Ibnu Jarir pun mengatakan sehubungan dengan makna firman-Nya: “Sesungguhnya Allah tidak menyukai orang-orang yang berlebih-lebihan.” (Al-A’raf:31) Dan firman Allah Swt: “Sesungguhnya Allah tidak menyukai orang-orang yang melampaui batas.” (Al-Maidah: 87). Yakni yang melampaui batasan Allah dalam masalah halal atau haram, yang berlebih-lebihan terhadap apa yang dihalalkannya, yaitu dengan menghalalkan apa yang diharamkan-Nya atau mengharamkan yang dihalalkan-Nya. Tetapi Allah menyukai sikap yang meghalalkan apa yang dihalalkan-Nya dan mengharamkan apa yang diharamkan-Nya, karena yang demikian itulah sifat pertengahan yang diperintahkan oleh-Nya.
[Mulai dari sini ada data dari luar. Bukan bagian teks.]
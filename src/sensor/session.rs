//! Ambient temperature session state machine.

use std::str::FromStr;
use std::sync::Arc;
use std::time::Duration;

use serde::{Deserialize, Serialize};
use tracing::{debug, info, trace, warn};

use super::{
    Accuracy, Clock, SamplingRate, SensorKind, SensorListener, SensorService, SensorStatus,
    SessionEpoch, SystemClock, TimerHandle, TimerService,
};
use crate::callback::{
    CallbackContext, CallbackId, FailureInfo, PluginResult, Temperature, NO_SENSORS_MESSAGE,
    START_TIMEOUT_MESSAGE, SUPERSEDED_MESSAGE,
};

/// Default window in which a start attempt must produce a reading.
pub const DEFAULT_START_TIMEOUT: Duration = Duration::from_millis(2000);

/// What happens to a waiting caller when another start request replaces it.
#[derive(Debug, Clone, Copy, PartialEq, Eq, Default, Serialize, Deserialize)]
#[serde(rename_all = "snake_case")]
pub enum SupersedePolicy {
    /// Overwrite the previous caller silently. It may never hear back.
    #[default]
    Replace,
    /// Send the previous caller a final failure before replacing it.
    FailPrevious,
}

impl FromStr for SupersedePolicy {
    type Err = String;

    fn from_str(s: &str) -> Result<Self, Self::Err> {
        match s.trim().to_ascii_lowercase().as_str() {
            "replace" => Ok(SupersedePolicy::Replace),
            "fail_previous" | "fail-previous" => Ok(SupersedePolicy::FailPrevious),
            _ => Err(format!("unknown supersede policy: {}", s)),
        }
    }
}

/// Tunables for a [`SensorSession`].
#[derive(Debug, Clone, PartialEq)]
pub struct SessionOptions {
    pub start_timeout: Duration,
    pub sampling_rate: SamplingRate,
    pub supersede: SupersedePolicy,
}

impl Default for SessionOptions {
    fn default() -> Self {
        Self {
            start_timeout: DEFAULT_START_TIMEOUT,
            sampling_rate: SamplingRate::Ui,
            supersede: SupersedePolicy::Replace,
        }
    }
}

impl SessionOptions {
    pub fn start_timeout(mut self, timeout: Duration) -> Self {
        self.start_timeout = timeout;
        self
    }

    pub fn sampling_rate(mut self, rate: SamplingRate) -> Self {
        self.sampling_rate = rate;
        self
    }

    pub fn supersede(mut self, policy: SupersedePolicy) -> Self {
        self.supersede = policy;
        self
    }
}

/// Most recent reading that passed the accuracy gate.
#[derive(Debug, Clone, Copy, PartialEq, Serialize)]
pub struct Reading {
    pub value: f32,
    pub timestamp_millis: i64,
}

/// Owns the subscription to the ambient temperature sensor and reports
/// readings to the single waiting caller.
///
/// All methods must be called from one serialized thread or task; the
/// session holds no locks.
pub struct SensorSession<S, T, C = SystemClock> {
    service: S,
    timer: T,
    clock: C,
    options: SessionOptions,
    status: SensorStatus,
    accuracy: Accuracy,
    last_reading: Option<Reading>,
    pending: Option<Arc<dyn CallbackContext>>,
    timeout: Option<TimerHandle>,
    epoch: SessionEpoch,
    subscribed: bool,
}

impl<S, T> SensorSession<S, T, SystemClock>
where
    S: SensorService,
    T: TimerService,
{
    /// Create a stopped session using the system clock.
    pub fn new(service: S, timer: T, options: SessionOptions) -> Self {
        Self::with_clock(service, timer, SystemClock, options)
    }
}

impl<S, T, C> SensorSession<S, T, C>
where
    S: SensorService,
    T: TimerService,
    C: Clock,
{
    /// Create a stopped session with a custom clock.
    pub fn with_clock(service: S, timer: T, clock: C, options: SessionOptions) -> Self {
        Self {
            service,
            timer,
            clock,
            options,
            status: SensorStatus::Stopped,
            accuracy: Accuracy::UNRELIABLE,
            last_reading: None,
            pending: None,
            timeout: None,
            epoch: SessionEpoch::default(),
            subscribed: false,
        }
    }

    pub fn status(&self) -> SensorStatus {
        self.status
    }

    pub fn accuracy(&self) -> Accuracy {
        self.accuracy
    }

    pub fn last_reading(&self) -> Option<Reading> {
        self.last_reading
    }

    pub fn epoch(&self) -> SessionEpoch {
        self.epoch
    }

    pub fn options(&self) -> &SessionOptions {
        &self.options
    }

    /// Whether a platform subscription is currently held.
    pub fn is_subscribed(&self) -> bool {
        self.subscribed
    }

    /// Whether a start timeout is currently scheduled.
    pub fn has_timeout(&self) -> bool {
        self.timeout.is_some()
    }

    pub fn pending_callback(&self) -> Option<CallbackId> {
        self.pending.as_ref().map(|cb| cb.id())
    }

    #[cfg(test)]
    pub(crate) fn service(&self) -> &S {
        &self.service
    }

    #[cfg(test)]
    pub(crate) fn timer(&self) -> &T {
        &self.timer
    }

    /// Handle a start request from `caller`.
    ///
    /// The caller always becomes the pending caller. If a subscription is
    /// already starting or running nothing else happens; the caller hears
    /// back when the next reading or timeout arrives.
    pub fn start(&mut self, caller: Arc<dyn CallbackContext>) {
        self.replace_pending(caller);

        if !self.status.needs_start() {
            debug!(status = %self.status, "start requested while active, reusing subscription");
            return;
        }

        self.stop_timeout();
        if self.subscribed {
            // A timed-out attempt can leave its subscription behind.
            self.service.unsubscribe();
            self.subscribed = false;
        }

        self.epoch = self.epoch.next();
        self.status = SensorStatus::Starting;
        debug!(epoch = %self.epoch, "starting thermometer");

        let Some(sensor) = self
            .service
            .list_sensors(SensorKind::AmbientTemperature)
            .into_iter()
            .next()
        else {
            warn!("no ambient temperature sensor present");
            self.status = SensorStatus::FailedToStart;
            self.fail(NO_SENSORS_MESSAGE);
            return;
        };

        if let Err(e) = self.service.subscribe(&sensor, self.options.sampling_rate) {
            warn!(sensor = %sensor.name, error = %e, "sensor subscription rejected");
            self.status = SensorStatus::FailedToStart;
            self.fail(START_TIMEOUT_MESSAGE);
            return;
        }
        self.subscribed = true;

        self.timeout = Some(
            self.timer
                .schedule_after(self.options.start_timeout, self.epoch),
        );
        info!(
            sensor = %sensor.name,
            rate = ?self.options.sampling_rate,
            timeout_ms = self.options.start_timeout.as_millis() as u64,
            "thermometer subscription requested"
        );
    }

    /// Stop listening. Safe to call in any state; nothing is sent to the
    /// pending caller.
    pub fn stop(&mut self) {
        self.stop_timeout();
        if self.subscribed {
            self.service.unsubscribe();
            self.subscribed = false;
        }
        if self.status != SensorStatus::Stopped {
            self.epoch = self.epoch.next();
            info!(from = %self.status, "thermometer stopped");
        }
        self.status = SensorStatus::Stopped;
        self.accuracy = Accuracy::UNRELIABLE;
        self.last_reading = None;
    }

    /// Handle a fired start timeout scheduled for `epoch`.
    pub fn on_timeout(&mut self, epoch: SessionEpoch) {
        if epoch != self.epoch {
            debug!(fired = %epoch, current = %self.epoch, "ignoring stale timeout");
            return;
        }
        self.timeout = None;

        if self.status != SensorStatus::Starting {
            trace!(status = %self.status, "timeout after start resolved");
            return;
        }

        warn!(epoch = %epoch, "thermometer produced no reading before timeout");
        self.status = SensorStatus::FailedToStart;
        self.fail(START_TIMEOUT_MESSAGE);
    }

    /// The embedding view navigated away or was reset.
    pub fn on_host_reset(&mut self) {
        if self.status == SensorStatus::Running {
            self.stop();
        }
    }

    /// The host is shutting the plugin down.
    pub fn on_host_destroy(&mut self) {
        self.stop();
    }

    fn stop_timeout(&mut self) {
        if let Some(handle) = self.timeout.take() {
            self.timer.cancel(handle);
        }
    }

    fn replace_pending(&mut self, caller: Arc<dyn CallbackContext>) {
        // A caller whose attempt already failed has had its terminal result.
        if self.options.supersede == SupersedePolicy::FailPrevious
            && self.status != SensorStatus::FailedToStart
        {
            if let Some(previous) = self.pending.as_ref() {
                if previous.id() != caller.id() {
                    debug!(previous = %previous.id(), next = %caller.id(), "failing superseded caller");
                    previous.send(
                        PluginResult::failure(FailureInfo::failed_to_start(SUPERSEDED_MESSAGE))
                            .with_keep_callback(false),
                    );
                }
            }
        }
        self.pending = Some(caller);
    }

    fn deliver(&self, result: PluginResult) {
        match &self.pending {
            Some(cb) => cb.send(result),
            None => debug!("no pending caller, result dropped"),
        }
    }

    fn fail(&self, message: &str) {
        self.deliver(PluginResult::failure(FailureInfo::failed_to_start(message)));
    }
}

impl<S, T, C> SensorListener for SensorSession<S, T, C>
where
    S: SensorService,
    T: TimerService,
    C: Clock,
{
    fn on_accuracy_changed(&mut self, kind: SensorKind, accuracy: Accuracy) {
        if kind != SensorKind::AmbientTemperature || !self.status.accepts_events() {
            return;
        }
        debug!(from = %self.accuracy, to = %accuracy, "accuracy changed");
        self.accuracy = accuracy;
    }

    fn on_reading_changed(&mut self, kind: SensorKind, value: f32, platform_timestamp: u64) {
        if kind != SensorKind::AmbientTemperature || !self.status.accepts_events() {
            return;
        }

        if self.status != SensorStatus::Running {
            debug!(from = %self.status, "thermometer running");
        }
        self.status = SensorStatus::Running;
        self.stop_timeout();

        if !self.accuracy.is_reportable() {
            trace!(value, accuracy = %self.accuracy, "reading below accuracy gate");
            return;
        }

        let timestamp = self.clock.now_millis();
        trace!(value, timestamp, platform_timestamp, "reading accepted");
        self.last_reading = Some(Reading {
            value,
            timestamp_millis: timestamp,
        });
        self.deliver(PluginResult::success(Temperature {
            val: value,
            timestamp,
        }));
    }
}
Hal senada juga dijelaskan oleh Syaikh Prof. Dr. Wahbah az-Zuhaili di dalam tafsir Al-Wajiz, wahai anak Adam, berhiaslah dan tutupilah aurat di setiap shalat dan thawaf. Kalian diperbolehkan untuk makan dan minum tanpa berlaku boros, yaitu melampaui batas dalam melakukan setiap sesuatu. Sesungguhnya Allah membenci orang-orang yang berlebihan, meridai orang yang menghalalkan sesuatu yang halal dan mengharamkan sesuatu yang haram.
Sebuah momentum yang sangat tepat di saat ini, dimana di bulan mulia ini sikap tidak berlebih-lebihan dalam urusan makan dan minum tersebut mulai dipraktikkan. Menjauhi sikap berlebih-lebihan, boros, dan mubazir. Hal ini menjadi sejalan dengan makna puasa itu sendiri secara bahasa yang berarti menahan. Menahan diri dari sesuatu yang dihalalkan oleh Allah seperti halnya makan, minum, serta berhubungan intim dengan suami/isterinya. Akan tetapi hal itu tidak boleh dilakukan selama bulan Ramadhan dari waktu subuh hingga terdengarnya adzan maghrib berkumandang.
Diharapkan tidak hanya sekedar mampu menahan dalam urusan makan dan minum, tetapi juga untuk urusan lainnya yang seharusnya tidak boleh dilakukan. Sesuatu yang bertentangan dengan prinsip hukum Syara' bahwa hal tersebut haram haruslah mampu untuk ditinggalkan.
Puasa kali ini betul-betul menuntut kita untuk bisa menahan diri dari sikap berlebih-lebihan, kondisi masyarakat yang prihatin disana sini membuat kita lebih bisa merasakan betapa perihnya tidak bisa memenuhi kebutuhan dasar hidup dengan layak. Semoga kita semua mampu melaksanakan apa yang menjadi perintah Allah dan meninggalkan semua larangan-Nya, sehingga derajat takwa pun bisa kita raih. Wallahu a’lam.